WHAT YOU WILL DO =
Return the entire listing, character for character.

===== ENTRIES PROVIDED

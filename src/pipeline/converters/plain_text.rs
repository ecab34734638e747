//! Plain text output converter.

use crate::error::Result;
use crate::layout::PageLayout;

use super::OutputConverter;

/// Renders the text of a page in reading order, one line per text component.
#[derive(Debug, Clone, Default)]
pub struct PlainTextConverter {
    indent: bool,
}

impl PlainTextConverter {
    /// Create a converter that emits bare lines.
    pub fn new() -> Self {
        Self::default()
    }

    /// Indent every line by two spaces per tree level above it.
    pub fn with_indent(mut self, indent: bool) -> Self {
        self.indent = indent;
        self
    }
}

impl OutputConverter for PlainTextConverter {
    fn convert(&self, page: &PageLayout) -> Result<String> {
        let mut out = String::new();
        for (id, depth) in page.walk() {
            let Some(text) = page.component(id).text.as_ref() else {
                continue;
            };
            if self.indent {
                out.push_str(&"  ".repeat(depth));
            }
            out.push_str(&text.text);
            out.push('\n');
        }
        Ok(out)
    }

    fn name(&self) -> &'static str {
        "PlainTextConverter"
    }
}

==========

EXPECTED ANSWER =
filename src/pipeline/converters/plain_text.rs
repository ecab34734638e747
//! Plain text output converter.

use crate::error::Result;
use crate::layout::PageLayout;

use super::OutputConverter;

/// Renders the text of a page in reading order, one line per text component.
#[derive(Debug, Clone, Default)]
pub struct PlainTextConverter {
    indent: bool,
}

impl PlainTextConverter {
    /// Create a converter that emits bare lines.
    pub fn new() -> Self {
        Self::default()
    }

    /// Indent every line by two spaces per tree level above it.
    pub fn with_indent(mut self, indent: bool) -> Self {
        self.indent = indent;
        self
    }
}

impl OutputConverter for PlainTextConverter {
    fn convert(&self, page: &PageLayout) -> Result<String> {
        let mut out = String::new();
        for (id, depth) in page.walk() {
            let Some(text) = page.component(id).text.as_ref() else {
                continue;
            };
            if self.indent {
                out.push_str(&"  ".repeat(depth));
            }
            out.push_str(&text.text);
            out.push('\n');
        }
        Ok(out)
    }

    fn name(&self) -> &'static str {
        "PlainTextConverter"
    }
}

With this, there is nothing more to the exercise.